By Karl Cole, posted on Feb 10, 2012

There are many artists whose name is not a household word. That is particularly true for women, and African Americans. Additionally, artists who are self-taught and have a unique vision aside from mainstream art are also neglected in the annals of art history.  

As I have posted in the past, I reject the terms “folk art” or “primitive art” as these designations have negative connotations, particularly a “lack of substance.” Interestingly, most self-taught artists feel compelled to follow ideological or religious themes as opposed to common subject matter. Many self-taught come from economically and socially deprived areas, and their art developed late in life.
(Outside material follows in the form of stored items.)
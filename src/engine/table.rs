//! In-memory tables with ordered secondary indexes
//!
//! Rows live in a `BTreeMap` keyed by an engine-assigned row id (the
//! primary ordering) and are shared behind `Arc`, so cloning a whole
//! `Tables` value for a batch snapshot copies structure, not payloads.
//! Each secondary ordering is a sorted set of (encoded key, row id)
//! pairs; unique orderings reject duplicate keys at insert/update
//! time.

use std::collections::{BTreeMap, BTreeSet};
use std::ops::Bound;
use std::sync::Arc;

use super::errors::{EngineError, EngineResult};
use super::keys;
use super::schema::{TableDef, TableId};
use super::value::{Row, Value};

/// One table: rows plus the sorted sets backing its orderings.
#[derive(Debug, Clone)]
pub struct Table {
    def: &'static TableDef,
    rows: BTreeMap<u64, Arc<Row>>,
    indexes: Vec<BTreeSet<(Vec<u8>, u64)>>,
    /// Per index: resolved (column position, descending) components.
    index_columns: Vec<Vec<(usize, bool)>>,
    next_row_id: u64,
}

impl Table {
    pub fn new(def: &'static TableDef) -> EngineResult<Table> {
        let mut index_columns = Vec::with_capacity(def.indexes.len());
        for index in def.indexes {
            let mut components = Vec::with_capacity(index.columns.len());
            for component in index.columns {
                let position = def.column_index(component.column).ok_or_else(|| {
                    EngineError::ColumnMismatch {
                        table: def.name,
                        detail: format!(
                            "index {} references unknown column {}",
                            index.name, component.column
                        ),
                    }
                })?;
                components.push((position, component.descending));
            }
            index_columns.push(components);
        }
        Ok(Table {
            def,
            rows: BTreeMap::new(),
            indexes: vec![BTreeSet::new(); def.indexes.len()],
            index_columns,
            next_row_id: 1,
        })
    }

    pub fn def(&self) -> &'static TableDef {
        self.def
    }

    pub fn len(&self) -> usize {
        self.rows.len()
    }

    pub fn is_empty(&self) -> bool {
        self.rows.is_empty()
    }

    pub fn get(&self, row_id: u64) -> Option<&Arc<Row>> {
        self.rows.get(&row_id)
    }

    pub fn iter(&self) -> impl Iterator<Item = (u64, &Arc<Row>)> {
        self.rows.iter().map(|(id, row)| (*id, row))
    }

    pub fn max_row_id(&self) -> u64 {
        self.rows.keys().next_back().copied().unwrap_or(0)
    }

    /// Inserts a row under a fresh row id.
    pub fn insert(&mut self, row: Row) -> EngineResult<u64> {
        let row_id = self.next_row_id;
        self.insert_with_id(row_id, Arc::new(row))?;
        Ok(row_id)
    }

    /// Inserts a row under an explicit id (log replay and batch
    /// application, which must reproduce the ids the batch assigned).
    /// Rows written before a trailing column existed are padded with
    /// that column's declared default.
    pub fn insert_with_id(&mut self, row_id: u64, row: Arc<Row>) -> EngineResult<()> {
        let row = self.normalize(row)?;
        if self.rows.contains_key(&row_id) {
            return Err(EngineError::Corruption(format!(
                "duplicate row id {} in {}",
                row_id, self.def.name
            )));
        }
        let keys = self.index_keys(&row);
        for (pos, key) in keys.iter().enumerate() {
            if self.def.indexes[pos].unique && self.key_in_use(pos, key, None) {
                return Err(EngineError::DuplicateKey {
                    table: self.def.name,
                    index: self.def.indexes[pos].name,
                });
            }
        }
        for (pos, key) in keys.into_iter().enumerate() {
            self.indexes[pos].insert((key, row_id));
        }
        self.rows.insert(row_id, row);
        self.next_row_id = self.next_row_id.max(row_id + 1);
        Ok(())
    }

    /// Replaces a row in place, reindexing it. Returns the old row.
    pub fn update(&mut self, row_id: u64, row: Arc<Row>) -> EngineResult<Arc<Row>> {
        let row = self.normalize(row)?;
        let old = self
            .rows
            .get(&row_id)
            .cloned()
            .ok_or(EngineError::RowNotFound {
                table: self.def.name,
                row_id,
            })?;
        let new_keys = self.index_keys(&row);
        for (pos, key) in new_keys.iter().enumerate() {
            if self.def.indexes[pos].unique && self.key_in_use(pos, key, Some(row_id)) {
                return Err(EngineError::DuplicateKey {
                    table: self.def.name,
                    index: self.def.indexes[pos].name,
                });
            }
        }
        let old_keys = self.index_keys(&old);
        for (pos, key) in old_keys.into_iter().enumerate() {
            self.indexes[pos].remove(&(key, row_id));
        }
        for (pos, key) in new_keys.into_iter().enumerate() {
            self.indexes[pos].insert((key, row_id));
        }
        self.rows.insert(row_id, row);
        Ok(old)
    }

    /// Removes a row. Returns the old row.
    pub fn delete(&mut self, row_id: u64) -> EngineResult<Arc<Row>> {
        let old = self.rows.remove(&row_id).ok_or(EngineError::RowNotFound {
            table: self.def.name,
            row_id,
        })?;
        let old_keys = self.index_keys(&old);
        for (pos, key) in old_keys.into_iter().enumerate() {
            self.indexes[pos].remove(&(key, row_id));
        }
        Ok(old)
    }

    /// Row ids whose index key starts with `prefix`, in key order.
    pub fn scan_prefix(&self, index: &'static str, prefix: &[u8]) -> EngineResult<Vec<u64>> {
        let pos = self.index_pos(index)?;
        let set = &self.indexes[pos];
        let lower = Bound::Included((prefix.to_vec(), 0u64));
        let ids = match keys::prefix_successor(prefix) {
            Some(upper) => set
                .range((lower, Bound::Excluded((upper, 0u64))))
                .map(|(_, id)| *id)
                .collect(),
            None => set
                .range((lower, Bound::Unbounded))
                .map(|(_, id)| *id)
                .collect(),
        };
        Ok(ids)
    }

    /// Row ids within `prefix` whose key is at or below `upper`, walked
    /// from `upper` toward the start of the ordering.
    pub fn scan_rev_upto(
        &self,
        index: &'static str,
        prefix: &[u8],
        upper: &[u8],
    ) -> EngineResult<Vec<u64>> {
        let pos = self.index_pos(index)?;
        let set = &self.indexes[pos];
        let lower = (prefix.to_vec(), 0u64);
        let upper = (upper.to_vec(), u64::MAX);
        Ok(set.range(lower..=upper).rev().map(|(_, id)| *id).collect())
    }

    fn index_pos(&self, name: &'static str) -> EngineResult<usize> {
        self.def
            .indexes
            .iter()
            .position(|i| i.name == name)
            .ok_or(EngineError::UnknownIndex {
                table: self.def.name,
                index: name,
            })
    }

    fn key_in_use(&self, pos: usize, key: &[u8], exclude: Option<u64>) -> bool {
        self.indexes[pos]
            .range((key.to_vec(), 0u64)..=(key.to_vec(), u64::MAX))
            .any(|(_, id)| Some(*id) != exclude)
    }

    fn index_keys(&self, row: &Row) -> Vec<Vec<u8>> {
        self.index_columns
            .iter()
            .map(|components| {
                let parts: Vec<(&Value, bool)> = components
                    .iter()
                    .map(|(position, descending)| (&row[*position], *descending))
                    .collect();
                keys::encode_key(&parts)
            })
            .collect()
    }

    /// Pads trailing columns that declare a default, then validates
    /// arity and column kinds.
    fn normalize(&self, row: Arc<Row>) -> EngineResult<Arc<Row>> {
        let columns = self.def.columns;
        let row = if row.len() < columns.len() {
            let mut padded = (*row).clone();
            for column in &columns[row.len()..] {
                match column.default {
                    Some(default) => padded.push(default.to_value()),
                    None => {
                        return Err(EngineError::ColumnMismatch {
                            table: self.def.name,
                            detail: format!("row is missing column {}", column.name),
                        })
                    }
                }
            }
            Arc::new(padded)
        } else {
            row
        };
        if row.len() != columns.len() {
            return Err(EngineError::ColumnMismatch {
                table: self.def.name,
                detail: format!("row has {} columns, expected {}", row.len(), columns.len()),
            });
        }
        for (value, column) in row.iter().zip(columns) {
            if value.kind() != column.kind {
                return Err(EngineError::ColumnMismatch {
                    table: self.def.name,
                    detail: format!("column {} holds the wrong value kind", column.name),
                });
            }
        }
        Ok(row)
    }
}

/// One mutation, as recorded in a batch's redo list and in the log.
#[derive(Debug, Clone)]
pub enum TableOp {
    Insert {
        table: TableId,
        row_id: u64,
        row: Arc<Row>,
    },
    Update {
        table: TableId,
        row_id: u64,
        row: Arc<Row>,
    },
    Delete {
        table: TableId,
        row_id: u64,
    },
}

impl TableOp {
    pub fn table(&self) -> TableId {
        match self {
            TableOp::Insert { table, .. }
            | TableOp::Update { table, .. }
            | TableOp::Delete { table, .. } => *table,
        }
    }
}

/// The full table state of one store.
#[derive(Debug, Clone)]
pub struct Tables {
    pub details: Table,
    pub files: Table,
    pub locks: Table,
    pub mapped_results: Table,
    pub reduce_results: Table,
}

impl Tables {
    pub fn new() -> EngineResult<Tables> {
        Ok(Tables {
            details: Table::new(TableId::Details.def())?,
            files: Table::new(TableId::Files.def())?,
            locks: Table::new(TableId::Locks.def())?,
            mapped_results: Table::new(TableId::MappedResults.def())?,
            reduce_results: Table::new(TableId::ReduceResults.def())?,
        })
    }

    pub fn table(&self, id: TableId) -> &Table {
        match id {
            TableId::Details => &self.details,
            TableId::Files => &self.files,
            TableId::Locks => &self.locks,
            TableId::MappedResults => &self.mapped_results,
            TableId::ReduceResults => &self.reduce_results,
        }
    }

    pub fn table_mut(&mut self, id: TableId) -> &mut Table {
        match id {
            TableId::Details => &mut self.details,
            TableId::Files => &mut self.files,
            TableId::Locks => &mut self.locks,
            TableId::MappedResults => &mut self.mapped_results,
            TableId::ReduceResults => &mut self.reduce_results,
        }
    }

    /// Applies one op and returns its inverse, so a caller that fails
    /// partway through a batch can restore the previous state.
    pub fn apply(&mut self, op: &TableOp) -> EngineResult<TableOp> {
        match op {
            TableOp::Insert { table, row_id, row } => {
                self.table_mut(*table).insert_with_id(*row_id, row.clone())?;
                Ok(TableOp::Delete {
                    table: *table,
                    row_id: *row_id,
                })
            }
            TableOp::Update { table, row_id, row } => {
                let old = self.table_mut(*table).update(*row_id, row.clone())?;
                Ok(TableOp::Update {
                    table: *table,
                    row_id: *row_id,
                    row: old,
                })
            }
            TableOp::Delete { table, row_id } => {
                let old = self.table_mut(*table).delete(*row_id)?;
                Ok(TableOp::Insert {
                    table: *table,
                    row_id: *row_id,
                    row: old,
                })
            }
        }
    }

    /// Highest row id across all tables.
    pub fn max_row_id(&self) -> u64 {
        TableId::ALL
            .iter()
            .map(|id| self.table(*id).max_row_id())
            .max()
            .unwrap_or(0)
    }
}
This is true in the art of Minnie Evans.


Minnie Evans (1892–1987, US), Untitled, 1948.
Minnie Evans (1892–1987, US), Untitled, 1948. Crayon and graphite on wove paper, 12" x 9" (30.3 x 22.7 cm). Photo © Philadelphia Museum of Art. (PMA-3844)


Evans was born in Long Creek, North Carolina and moved to Wilmington in 1893. She was raised primarily by her maternal grandmother. Her keenest interests in school were mythology, history, and biblical stories. Much of her art was influenced by visions and waking dreams. These dreams concerned nature and life force combined with the spiritual power of the Bible, part of her deep Baptist faith. It was just such visions that prompted her to start drawing only at the age of 43 in 1935. She produced two drawings at that time and then not again until five years later.

After 1949, she spent most of her life around Airlie Gardens, a plantation opened to the public. She became the gatekeeper and displayed her work there, selling each drawing for fifty cents. Even while working in the gatehouse, she continued to hone her craft. The lush flora of the gardens was an inspiration to many of her works, evident in this drawing. Although Evans’ work has been compared to work from Africa, the Caribbean, Iran, and Egypt, the personal vision of the artist transcends any one style. This work, with its symmetrical balance and flat, decorative composition, is reminiscent of many women artists of early America.

In 1962 Evans’ work was discovered and photographed by a college student who later became an advocate for the artist in New York. Evans eventually exhibited her work in New York, leading to a one-person show at the Whitney Museum. Despite the success of her work, Evans reportedly never considered her work “art,” but rather an inner necessity, compelled by her spiritual life. On May 14, 1994, she was honored by “Minnie Evans Day” in Greenville, NC.


Activity: Create a flower still life like Minnie Evans. Study a bouquet of flowers in a vase and choose colors of crayons or colored pencils in hues that are personally satisfying, not necessarily realistic. Try and simplify the forms of the flowers into shapes, and do not be concerned about space or background. Pay close attention to symmetrical balance, and the use of line to create interesting rhythm or patterns.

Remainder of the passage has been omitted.